ASE variants exhibited stronger tissue specificity and lower reproducibility compared to eQTLs. Interestingly, variants with opposite directional effects demonstrated greater resilience across diverse environments. Functional annotation revealed that ASE variants were enriched in both enhancer and promoter regions during transcription and implicated in post-transcriptional and translational processes, including mutations that affect mRNA splicing and trigger nonsense-mediated decay. Analysis of eQTLs, splicing QTLs (sQTLs), and validated QTLs associated with milk-related traits in Holstein cattle, coupled with enrichment analysis in QTL databases and effect size evaluation, indicated that ASE variants were more closely aligned with dominant effects than additive effects, particularly in reproductive and immune-related tissues/traits, which exhibited higher levels of heterosis.

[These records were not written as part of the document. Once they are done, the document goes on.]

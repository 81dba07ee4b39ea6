//! # Ledger Hex
//!
//! Application service layer for the accounting ledger.
//!
//! ## Architecture
//!
//! - `accounts` - Account registry (balances are its source of truth)
//! - `fees` - Fee rule resolution and evaluation, with a TTL cache
//! - `ledger` - Balanced journal posting, reversal and history
//! - `receipts` - Receipt code generation and validation
//! - `transactions` - Orchestrator: sync/async execution, batches, reversals
//! - `events` - Event publisher (live stream + bounded delivery queue)
//! - `statements` - Read-only statements and reports
//! - `seeder` - System, user and partner account bootstrap
//! - `service` - Facade wiring everything around one store
//!
//! Every component is generic over `R: LedgerStore`, allowing different
//! storage adapters to be injected.

pub mod accounts;
pub mod collaborators;
pub mod config;
pub mod events;
pub mod fees;
pub mod ledger;
pub mod receipts;
pub mod seeder;
pub mod service;
pub mod statements;
pub mod transactions;


pub use config::{EngineConfig, RetryPolicy};
pub use events::{EventPublisher, LoggingSink};
pub use service::{Collaborators, LedgerService};
//! Error types for the ledger.

use crate::domain::{AccountId, Currency};
use crate::ports::ExchangeError;

/// Domain-level errors (business logic violations).
#[derive(Debug, Clone, PartialEq, Eq, thiserror::Error)]
pub enum DomainError {
    #[error("Amount must be positive")]
    NonPositiveAmount,

    #[error("Amount overflows minor units")]
    AmountOverflow,

    #[error("Currency mismatch: expected {expected}, got {got}")]
    CurrencyMismatch { expected: Currency, got: Currency },

    #[error("Insufficient funds: available {available}, requested {requested}")]
    InsufficientFunds { available: i64, requested: i64 },

    #[error("Account not found: {0}")]
    AccountNotFound(AccountId),

    #[error("Account is inactive: {0}")]
    AccountInactive(AccountId),

    #[error("Unsupported currency: {0}")]
    UnsupportedCurrency(Currency),

    #[error("Journal has no entries")]
    EmptyJournal,

    #[error("Unbalanced journal in {currency}: debits {debits}, credits {credits}")]
    UnbalancedJournal {
        currency: Currency,
        debits: i64,
        credits: i64,
    },

    #[error("Invalid receipt code: {0}")]
    InvalidReceiptCode(String),

    #[error("Invalid fee rule: {0}")]
    InvalidFeeRule(String),

    #[error("Validation error: {0}")]
    ValidationError(String),
}

impl DomainError {
    /// Whether the error signals a broken ledger invariant rather than bad input.
    pub fn is_consistency_violation(&self) -> bool {
        matches!(self, DomainError::UnbalancedJournal { .. })
    }
}

/// Repository-level errors (data access failures).
#[derive(Debug, Clone, thiserror::Error)]
pub enum RepoError {
    #[error(transparent)]
    Domain(#[from] DomainError),

    #[error("Database error: {0}")]
    Database(String),

    #[error("Transaction error: {0}")]
    Transaction(String),

    #[error("Entity not found")]
    NotFound,

    #[error("Conflict: {0}")]
    Conflict(String),

    #[error("Consistency violation: {0}")]
    Consistency(String),
}

/// Application-level errors returned by the ledger services.
///
/// Maps cleanly to transport status codes.
#[derive(Debug, Clone, PartialEq, Eq, thiserror::Error)]
pub enum AppError {
    #[error("Bad request: {0}")]
    BadRequest(String),

    #[error("Not found: {0}")]
    NotFound(String),

    #[error("Insufficient funds: available {available}, requested {requested}")]
    InsufficientFunds { available: i64, requested: i64 },

    #[error("Conflict: {0}")]
    Conflict(String),

    #[error("Consistency violation: {0}")]
    Consistency(String),

    #[error("Internal error: {0}")]
    Internal(String),
}

impl AppError {
    /// Failures caused by the request itself; retrying with the same input
    /// yields the same outcome, so they are recorded against the receipt code.
    pub fn is_business_failure(&self) -> bool {
        matches!(
            self,
            AppError::BadRequest(_) | AppError::NotFound(_) | AppError::InsufficientFunds { .. }
        )
    }
}

impl From<DomainError> for AppError {
    fn from(err: DomainError) -> Self {
        AppError::from(RepoError::Domain(err))
    }
}

impl From<RepoError> for AppError {
    fn from(err: RepoError) -> Self {
        match err {
            RepoError::Domain(DomainError::InsufficientFunds {
                available,
                requested,
            }) => AppError::InsufficientFunds {
                available,
                requested,
            },
            RepoError::Domain(DomainError::ValidationError(msg)) => AppError::BadRequest(msg),
            RepoError::Domain(DomainError::AccountNotFound(id)) => {
                AppError::NotFound(format!("Account not found: {}", id))
            }
            RepoError::Domain(e) if e.is_consistency_violation() => {
                AppError::Consistency(e.to_string())
            }
            RepoError::Domain(e) => AppError::BadRequest(e.to_string()),
            RepoError::NotFound => AppError::NotFound("Resource not found".into()),
            RepoError::Database(e) => AppError::Internal(e),
            RepoError::Transaction(e) => AppError::Internal(e),
            RepoError::Conflict(e) => AppError::Conflict(e),
            RepoError::Consistency(e) => AppError::Consistency(e),
        }
    }
}

impl From<ExchangeError> for AppError {
    fn from(err: ExchangeError) -> Self {
        match err {
            ExchangeError::ServiceUnavailable(msg) => AppError::Internal(msg),
            other => AppError::BadRequest(other.to_string()),
        }
    }
}

#[cfg(test)]
mod tests {
    use super::*;

    #[test]
    fn test_unbalanced_journal_maps_to_consistency() {
        let err: AppError = DomainError::UnbalancedJournal {
            currency: Currency::KES,
            debits: 100,
            credits: 90,
        }
        .into();
        assert!(matches!(err, AppError::Consistency(_)));
        assert!(!err.is_business_failure());
    }

    #[test]
    fn test_insufficient_funds_is_business_failure() {
        let err: AppError = RepoError::Domain(DomainError::InsufficientFunds {
            available: 10,
            requested: 20,
        })
        .into();
        assert_eq!(
            err,
            AppError::InsufficientFunds {
                available: 10,
                requested: 20
            }
        );
        assert!(err.is_business_failure());
    }

    #[test]
    fn test_storage_errors_are_internal() {
        let err: AppError = RepoError::Database("connection reset".into()).into();
        assert_eq!(err, AppError::Internal("connection reset".into()));
        assert!(!err.is_business_failure());
    }
}
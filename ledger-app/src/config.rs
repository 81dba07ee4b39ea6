//! Configuration loading from environment.

use std::env;
use std::fmt::Display;
use std::str::FromStr;
use std::time::Duration;

use anyhow::anyhow;
use ledger_hex::EngineConfig;
use ledger_types::Currency;

/// Application configuration.
#[derive(Debug, Clone)]
pub struct Config {
    pub database_url: String,
    pub currencies: Vec<Currency>,
    pub fee_cache_ttl: Duration,
    pub event_queue_capacity: usize,
    pub event_workers: usize,
    pub collaborator_timeout: Duration,
    pub seed_batch_size: usize,
    pub webhook_url: Option<String>,
    pub webhook_secret: Option<String>,
    pub receipt_service_url: Option<String>,
    pub directory_service_url: Option<String>,
    pub pending_sweep_interval: Duration,
    /// OTLP collector; traces stay local when unset
    pub otlp_endpoint: Option<String>,
}

impl Config {
    /// Loads configuration from environment variables.
    pub fn from_env() -> anyhow::Result<Self> {
        let database_url = env::var("DATABASE_URL")
            .map_err(|_| anyhow!("DATABASE_URL environment variable is required"))?;

        let currencies = match optional("LEDGER_CURRENCIES") {
            Some(list) => parse_currencies(&list)?,
            None => EngineConfig::default().currencies,
        };

        Ok(Self {
            database_url,
            currencies,
            fee_cache_ttl: Duration::from_secs(parse_or("FEE_CACHE_TTL_SECS", 300)?),
            event_queue_capacity: parse_or("EVENT_QUEUE_CAPACITY", 1024)?,
            event_workers: parse_or("EVENT_WORKERS", 4)?,
            collaborator_timeout: Duration::from_millis(parse_or("COLLABORATOR_TIMEOUT_MS", 5000)?),
            seed_batch_size: parse_or("SEED_BATCH_SIZE", 500)?,
            webhook_url: optional("WEBHOOK_URL"),
            webhook_secret: optional("WEBHOOK_SECRET"),
            receipt_service_url: optional("RECEIPT_SERVICE_URL"),
            directory_service_url: optional("DIRECTORY_SERVICE_URL"),
            pending_sweep_interval: Duration::from_secs(parse_or("PENDING_SWEEP_SECS", 60)?),
            otlp_endpoint: optional("OTEL_EXPORTER_OTLP_ENDPOINT"),
        })
    }

    pub fn engine_config(&self) -> EngineConfig {
        EngineConfig {
            fee_cache_ttl: self.fee_cache_ttl,
            event_queue_capacity: self.event_queue_capacity,
            event_workers: self.event_workers,
            collaborator_timeout: self.collaborator_timeout,
            seed_batch_size: self.seed_batch_size,
            currencies: self.currencies.clone(),
            ..EngineConfig::default()
        }
    }
}

/// Set and non-blank.
fn optional(name: &str) -> Option<String> {
    env::var(name).ok().filter(|v| !v.trim().is_empty())
}

fn parse_or<T>(name: &str, default: T) -> anyhow::Result<T>
where
    T: FromStr,
    T::Err: Display,
{
    match optional(name) {
        Some(raw) => raw
            .trim()
            .parse()
            .map_err(|e| anyhow!("{} has an invalid value {:?}: {}", name, raw, e)),
        None => Ok(default),
    }
}

fn parse_currencies(list: &str) -> anyhow::Result<Vec<Currency>> {
    let mut currencies = Vec::new();
    for code in list.split(',').map(str::trim).filter(|c| !c.is_empty()) {
        let currency: Currency = code
            .parse()
            .map_err(|e| anyhow!("LEDGER_CURRENCIES: {}", e))?;
        if !currencies.contains(&currency) {
            currencies.push(currency);
        }
    }
    if currencies.is_empty() {
        return Err(anyhow!("LEDGER_CURRENCIES must name at least one currency"));
    }
    Ok(currencies)
}

#[cfg(test)]
mod tests {
    use super::*;

    #[test]
    fn test_currency_list() {
        assert_eq!(
            parse_currencies("kes, USD,KES").unwrap(),
            vec![Currency::KES, Currency::USD]
        );
        assert!(parse_currencies(" , ").is_err());
        assert!(parse_currencies("KES,XYZ").is_err());
    }
}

Our findings not only enhance our understanding of the genetic mechanisms underlying heterosis and ASE formation but also provide a valuable resource of regulatory variants that can be leveraged to improve economic traits through molecular breeding or the strategic exploitation of heterosis.

PMID:
40442638
Bibliographic data and abstract were imported from PubMed on 30 May 2025.